+++ TASK DATA +++

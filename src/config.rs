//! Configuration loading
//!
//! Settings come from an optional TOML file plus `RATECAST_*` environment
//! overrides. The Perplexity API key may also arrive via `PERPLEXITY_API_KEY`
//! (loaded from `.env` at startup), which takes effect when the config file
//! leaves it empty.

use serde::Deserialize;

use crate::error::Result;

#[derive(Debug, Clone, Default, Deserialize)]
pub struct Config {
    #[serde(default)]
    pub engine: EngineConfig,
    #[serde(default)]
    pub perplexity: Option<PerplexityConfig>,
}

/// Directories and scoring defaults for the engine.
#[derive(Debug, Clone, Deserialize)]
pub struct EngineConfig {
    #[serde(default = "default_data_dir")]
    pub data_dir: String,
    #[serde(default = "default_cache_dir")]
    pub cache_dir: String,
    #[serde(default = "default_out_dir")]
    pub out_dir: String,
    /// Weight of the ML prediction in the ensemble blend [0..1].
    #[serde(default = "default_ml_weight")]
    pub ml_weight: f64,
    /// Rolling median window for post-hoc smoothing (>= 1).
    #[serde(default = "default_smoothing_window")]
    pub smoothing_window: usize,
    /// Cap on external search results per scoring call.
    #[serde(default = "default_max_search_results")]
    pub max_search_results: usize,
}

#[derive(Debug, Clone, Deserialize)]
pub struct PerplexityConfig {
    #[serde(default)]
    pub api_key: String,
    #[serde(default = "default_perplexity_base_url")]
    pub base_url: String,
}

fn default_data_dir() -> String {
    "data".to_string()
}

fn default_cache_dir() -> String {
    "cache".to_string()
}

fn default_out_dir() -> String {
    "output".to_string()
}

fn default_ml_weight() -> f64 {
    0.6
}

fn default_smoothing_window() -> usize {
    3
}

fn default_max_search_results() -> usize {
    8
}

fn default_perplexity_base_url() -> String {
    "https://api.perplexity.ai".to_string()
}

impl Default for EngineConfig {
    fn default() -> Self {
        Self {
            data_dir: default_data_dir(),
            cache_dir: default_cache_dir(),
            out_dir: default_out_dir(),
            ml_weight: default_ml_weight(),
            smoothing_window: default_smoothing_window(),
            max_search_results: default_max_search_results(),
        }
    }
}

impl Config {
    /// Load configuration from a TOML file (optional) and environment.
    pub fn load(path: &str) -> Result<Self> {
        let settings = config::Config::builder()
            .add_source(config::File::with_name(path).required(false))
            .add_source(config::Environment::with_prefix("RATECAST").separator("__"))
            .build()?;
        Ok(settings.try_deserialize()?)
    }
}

+++

* **WHAT THE EXERCISE ASKS**
If a line falls between the first line of the entries and the line containing "for the engine.", or is one of those two, restate it word for word; leave all other lines out.

* **REPLY**
filename src/config.rs
//! Configuration loading
//!
//! Settings come from an optional TOML file plus `RATECAST_*` environment
//! overrides. The Perplexity API key may also arrive via `PERPLEXITY_API_KEY`
//! (loaded from `.env` at startup), which takes effect when the config file
//! leaves it empty.

use serde::Deserialize;

use crate::error::Result;

#[derive(Debug, Clone, Default, Deserialize)]
pub struct Config {
    #[serde(default)]
    pub engine: EngineConfig,
    #[serde(default)]
    pub perplexity: Option<PerplexityConfig>,
}

/// Directories and scoring defaults for the engine.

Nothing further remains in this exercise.